Over the coming months, the new Task Team will create an African-led framework and produce a compact to harmonize governments, donors, and partners towards a single vision for Africa’s health workforce. We will keep our ears perked for how to support this important work, and look forward to working with Nkengasong in his new role as head of PEPFAR.

US policymakers spoke up for health workers

As our coalition is advocating for the US to invest more in health workers in partner countries, we are encouraged every time we hear key US policymakers voice their support.

On April 4, USAID’s Assistant Administrator for Global Health Atul Gawande shared a video listing five ways USAID is protecting and supporting health workers around the world, including ensuring they have access to protective equipment and Covid vaccines.

At a Skoll World Forum event on April 7, Raj Panjabi of the National Security Council spoke in his capacity as a member of the Skoll Board, pointing out we need to do more to support our primary caregivers, often CHWs. “The first priority, whether you’re a nonprofit, a philanthropist, a policymaker, has to be to care for the caregivers,” he said. “Starting with supporting them, equipping them, training them, but it also has to extend to paying them. The notion that any provider should work for free is something that should be relegated to history books and seen as a moral offense of biblical proportions.”

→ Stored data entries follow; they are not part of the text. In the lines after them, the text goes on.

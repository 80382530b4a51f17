use crate::models::vehicle::Vehicle;
use crate::utils::errors::{AppError, AppResult};
use sqlx::PgPool;

pub struct VehicleRepository {
    pool: PgPool,
}

impl VehicleRepository {
    pub fn new(pool: PgPool) -> Self {
        Self { pool }
    }

    /// Lista vehículos. Los filtros por marca y color son opcionales y se
    /// combinan (ambos deben cumplirse cuando vienen los dos).
    pub async fn find_all(&self, brand: Option<&str>, color: Option<&str>) -> AppResult<Vec<Vehicle>> {
        let result = sqlx::query_as::<_, Vehicle>(
            r#"
            SELECT * FROM vehicle
            WHERE ($1::text IS NULL OR brand ILIKE '%' || $1 || '%')
              AND ($2::text IS NULL OR color ILIKE '%' || $2 || '%')
            ORDER BY id
            "#,
        )
        .bind(brand)
        .bind(color)
        .fetch_all(&self.pool)
        .await
        .map_err(|e| AppError::Database(format!("Error listing vehicles: {}", e)))?;

        Ok(result)
    }

    pub async fn find_by_id(&self, id: i64) -> AppResult<Option<Vehicle>> {
        let result = sqlx::query_as::<_, Vehicle>("SELECT * FROM vehicle WHERE id = $1")
            .bind(id)
            .fetch_optional(&self.pool)
            .await
            .map_err(|e| AppError::Database(format!("Error finding vehicle: {}", e)))?;

        Ok(result)
    }

    /// Busca por patente exacta, para el chequeo de unicidad.
    pub async fn find_by_plate(&self, plate: &str) -> AppResult<Option<Vehicle>> {
        let result = sqlx::query_as::<_, Vehicle>("SELECT * FROM vehicle WHERE plate = $1")
            .bind(plate)
            .fetch_optional(&self.pool)
            .await
            .map_err(|e| AppError::Database(format!("Error finding vehicle by plate: {}", e)))?;

        Ok(result)
    }

    pub async fn create(&self, brand: &str, color: &str, plate: &str) -> AppResult<Vehicle> {
        let result = sqlx::query_as::<_, Vehicle>(
            r#"
            INSERT INTO vehicle (brand, color, plate)
            VALUES ($1, $2, $3)
            RETURNING *
            "#,
        )
        .bind(brand)
        .bind(color)
        .bind(plate)
        .fetch_one(&self.pool)
        .await
        .map_err(|e| AppError::Database(format!("Error creating vehicle: {}", e)))?;

        Ok(result)
    }

    pub async fn update(
        &self,
        id: i64,
        brand: &str,
        color: &str,
        plate: &str,
    ) -> AppResult<Option<Vehicle>> {
        let result = sqlx::query_as::<_, Vehicle>(
            r#"
            UPDATE vehicle
            SET brand = $2, color = $3, plate = $4
            WHERE id = $1
            RETURNING *
            "#,
        )
        .bind(id)
        .bind(brand)
        .bind(color)
        .bind(plate)
        .fetch_optional(&self.pool)
        .await
        .map_err(|e| AppError::Database(format!("Error updating vehicle: {}", e)))?;

        Ok(result)
    }

    pub async fn delete(&self, id: i64) -> AppResult<bool> {
        let result = sqlx::query("DELETE FROM vehicle WHERE id = $1")
            .bind(id)
            .execute(&self.pool)
            .await
            .map_err(|e| AppError::Database(format!("Error deleting vehicle: {}", e)))?;

        Ok(result.rows_affected() > 0)
    }
}
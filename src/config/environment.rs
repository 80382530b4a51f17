//! Configuración de variables de entorno
//!
//! Este módulo maneja la configuración del entorno y variables de configuración.

use std::env;

/// Configuración del entorno
#[derive(Debug, Clone)]
pub struct EnvironmentConfig {
    pub environment: String,
    pub host: String,
    pub port: u16,
    pub cors_origins: Vec<String>,
}

impl EnvironmentConfig {
    /// Leer la configuración del entorno. Toda variable ausente cae al valor
    /// de desarrollo.
    pub fn from_env() -> Self {
        Self {
            environment: env::var("ENVIRONMENT").unwrap_or_else(|_| "development".to_string()),
            host: env::var("HOST").unwrap_or_else(|_| "0.0.0.0".to_string()),
            port: env::var("PORT").ok().and_then(|raw| raw.parse().ok()).unwrap_or(3000),
            cors_origins: env::var("CORS_ORIGINS")
                .map(|raw| {
                    raw.split(',')
                        .map(|origin| origin.trim().to_string())
                        .filter(|origin| !origin.is_empty())
                        .collect()
                })
                .unwrap_or_default(),
        }
    }

    /// Obtener la dirección del servidor
    pub fn server_url(&self) -> String {
        format!("{}:{}", self.host, self.port)
    }
}
//! Shared application state
//!
//! Este módulo define el estado compartido de la aplicación que se pasa
//! a través del router de Axum.

use crate::config::environment::EnvironmentConfig;
use sqlx::PgPool;

#[derive(Clone)]
pub struct AppState {
    pub pool: PgPool,
    pub config: EnvironmentConfig,
}

impl AppState {
    pub fn new(pool: PgPool, config: EnvironmentConfig) -> Self {
        Self { pool, config }
    }
}
//! Modelo de Assignment
//!
//! Mapea a la tabla `vehicle_driver`: una fila por cada uso de un vehículo
//! por un conductor. `due_date` ausente significa que la asignación sigue
//! abierta; una vez cerrada, la fila no vuelve a abrirse.

use chrono::{DateTime, Utc};
use serde::{Deserialize, Serialize};
use sqlx::FromRow;

#[derive(Debug, Clone, Serialize, Deserialize, FromRow)]
pub struct Assignment {
    pub id: i64,
    pub driver_id: i64,
    pub vehicle_id: i64,
    pub start_date: DateTime<Utc>,
    pub due_date: Option<DateTime<Utc>>,
    pub reason: String,
    pub created_at: DateTime<Utc>,
}

impl Assignment {
    /// El vehículo sigue en uso por el conductor
    pub fn is_open(&self) -> bool {
        self.due_date.is_none()
    }

    /// Predicado de exclusividad: basta con que coincida el conductor O el
    /// vehículo para bloquear una asignación nueva.
    pub fn conflicts_with(&self, driver_id: i64, vehicle_id: i64) -> bool {
        self.driver_id == driver_id || self.vehicle_id == vehicle_id
    }
}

Last week, USAID Administrator Samantha Power tweeted that health workers are critical for getting Covid vaccines in arms and building community trust.

What’s Next

Albertha Freeman, nurse supervisor with Liberia’s National Community Health Assistant Program at the World Health Assembly. Photo courtesy Last Mile Health.

It’s obvious we can’t let this momentum toward policy change for health workers die down. The WHO also announced last week that the number of deaths associated with Covid-19, either directly or indirectly due to overburdened health systems, are likely three times higher than reported. Currently only 15.8% of people in low-income countries have received at least one dose of a Covid-19 vaccine, which means new variants will likely emerge and more people will suffer and die from the virus. Since enough skilled health workers are required to administer vaccines to everyone in need, we’re eagerly awaiting more key workforce advocacy opportunities coming up this month.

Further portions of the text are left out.